Fijian Jews Jiu ni Viti יהודי פיג'י

Total population
- 60

Regions with significant populations
- Suva

Languages
- English, Hebrew, Fijian, Fiji Hindi

Religion
- Judaism

= History of the Jews in Fiji =

The history of the Jews in Fiji is intertwined with the settlement of the Fiji islands by European explorers and settlers. Most of these settlers arrived in Fiji via Australia and New Zealand.
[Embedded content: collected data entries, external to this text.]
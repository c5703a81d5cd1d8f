//! Leaf chain traversal.
//!
//! Every leaf stores the offset of its right sibling, so the leaves form a
//! singly linked list in ascending composite order. Scans that cross leaf
//! boundaries (duplicate keys, ranges, full iteration) walk this list
//! instead of going back through the internal nodes.

use crate::common::{Error, NodeOffset, Result};
use crate::storage::NodeStore;

use super::node::Node;
use super::pair::{Key, Pair};
use super::tree::BPlusTree;

/// Iterator over leaves in chain order, yielding `(offset, leaf)`.
///
/// Stops after the first error. A chain longer than the file's node count
/// must contain a cycle and is reported as corruption.
pub struct LeafChain<'a> {
    store: &'a mut NodeStore,
    next: NodeOffset,
    visited: u64,
}

impl<'a> LeafChain<'a> {
    pub(crate) fn new(store: &'a mut NodeStore, start: NodeOffset) -> Self {
        Self {
            store,
            next: start,
            visited: 0,
        }
    }

    fn fetch(&mut self, offset: NodeOffset) -> Result<Node> {
        self.visited += 1;
        if self.visited > self.store.node_count() {
            return Err(Error::CorruptNode {
                offset: offset.0,
                reason: "leaf chain revisits a node".to_string(),
            });
        }

        let node = self.store.read(offset)?;
        if !node.is_leaf() {
            return Err(Error::CorruptNode {
                offset: offset.0,
                reason: "leaf chain points at an internal node".to_string(),
            });
        }
        Ok(node)
    }
}

impl Iterator for LeafChain<'_> {
    type Item = Result<(NodeOffset, Node)>;

    fn next(&mut self) -> Option<Self::Item> {
        let offset = self.next.into_option()?;
        match self.fetch(offset) {
            Ok(leaf) => {
                self.next = leaf.next();
                Some(Ok((offset, leaf)))
            }
            Err(e) => {
                self.next = NodeOffset::INVALID;
                Some(Err(e))
            }
        }
    }
}

/// Iterator over stored pairs in ascending composite order.
///
/// Optionally bounded below by a pair and above by an exclusive key.
pub struct Pairs<'a> {
    chain: LeafChain<'a>,
    leaf: Option<Node>,
    pos: usize,
    lower: Option<Pair>,
    upper: Option<Key>,
    done: bool,
}

impl<'a> Pairs<'a> {
    fn new(chain: LeafChain<'a>, lower: Option<Pair>, upper: Option<Key>) -> Self {
        Self {
            chain,
            leaf: None,
            pos: 0,
            lower,
            upper,
            done: false,
        }
    }
}

impl Iterator for Pairs<'_> {
    type Item = Result<Pair>;

    fn next(&mut self) -> Option<Self::Item> {
        while !self.done {
            if let Some(leaf) = &self.leaf {
                if let Some(&pair) = leaf.pairs().get(self.pos) {
                    self.pos += 1;
                    if self.lower.is_some_and(|lower| pair < lower) {
                        continue;
                    }
                    if self.upper.is_some_and(|upper| pair.key >= upper) {
                        self.done = true;
                        return None;
                    }
                    return Some(Ok(pair));
                }
            }

            match self.chain.next() {
                Some(Ok((_, leaf))) => {
                    self.leaf = Some(leaf);
                    self.pos = 0;
                }
                Some(Err(e)) => {
                    self.done = true;
                    return Some(Err(e));
                }
                None => self.done = true,
            }
        }
        None
    }
}

impl BPlusTree {
    /// Every leaf, left to right.
    pub fn leaves(&mut self) -> Result<LeafChain<'_>> {
        let start = self.leftmost_leaf()?;
        Ok(LeafChain::new(&mut self.store, start))
    }

    /// Every stored pair in ascending `(key, value)` order.
    ///
    /// # Example
    /// ```no_run
    /// # use bplusdb::{BPlusTree, TreeConfig};
    /// let mut tree = BPlusTree::open("fruit.idx").unwrap();
    /// for pair in tree.iter().unwrap() {
    ///     let pair = pair.unwrap();
    ///     println!("{} => {}", pair.key, pair.value);
    /// }
    /// ```
    pub fn iter(&mut self) -> Result<Pairs<'_>> {
        let start = self.leftmost_leaf()?;
        Ok(Pairs::new(LeafChain::new(&mut self.store, start), None, None))
    }

    /// Pairs whose key `k` satisfies `start <= k < end`, ascending.
    ///
    /// # Errors
    /// Returns key validation errors for either bound.
    pub fn range(&mut self, start: &str, end: &str) -> Result<Pairs<'_>> {
        let lower = Pair::lowest(Key::new(start)?);
        let upper = Key::new(end)?;
        let (leaf, _) = self.descend_lower(&lower)?;
        Ok(Pairs::new(
            LeafChain::new(&mut self.store, leaf),
            Some(lower),
            Some(upper),
        ))
    }

    /// Number of stored pairs. Walks the whole leaf chain.
    pub fn len(&mut self) -> Result<usize> {
        let mut total = 0;
        for leaf in self.leaves()? {
            total += leaf?.1.count();
        }
        Ok(total)
    }

    pub fn is_empty(&mut self) -> Result<bool> {
        for leaf in self.leaves()? {
            if !leaf?.1.is_empty() {
                return Ok(false);
            }
        }
        Ok(true)
    }
}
The population of Fiji is 905,949 (July 2006 estimate) with approximately 60 Jews. In addition, there are close to 300 people of Jewish descent living in the Fiji Islands, principally in the capital city of Suva. There are currently three cemeteries in Fiji, located in Momi (private cemetery), Ovalau Island (Levuka), and Suva (old cemetery) with Jewish inscriptions on the tombstones, dating back to the first Jewish settlers in the 19th century.

== History ==

===19th century===
One of the early settlers was a merchant by the name Alexander Schmerrill Bowman (Hebrew name Alexander ben Shmuel) who was born on 9 Jan 1847 in Schneidemuhle, Prussia, (modern-day Pila in Poland) and died 1909 in Sydney, New South Wales, Australia. Bowman was of the firm Bowman and Abrahams of Levuka and Lomaloma. When he settled in Levuka, the former Capital of Fiji, he married Sara Annette Solomon on 25 July 1877 in Levuka, Fiji. She was the daughter of Phillip Solomon and Catherine Cohen. She was born 27 September 1857 in Auckland, New Zealand, and died 1915 in Sydney.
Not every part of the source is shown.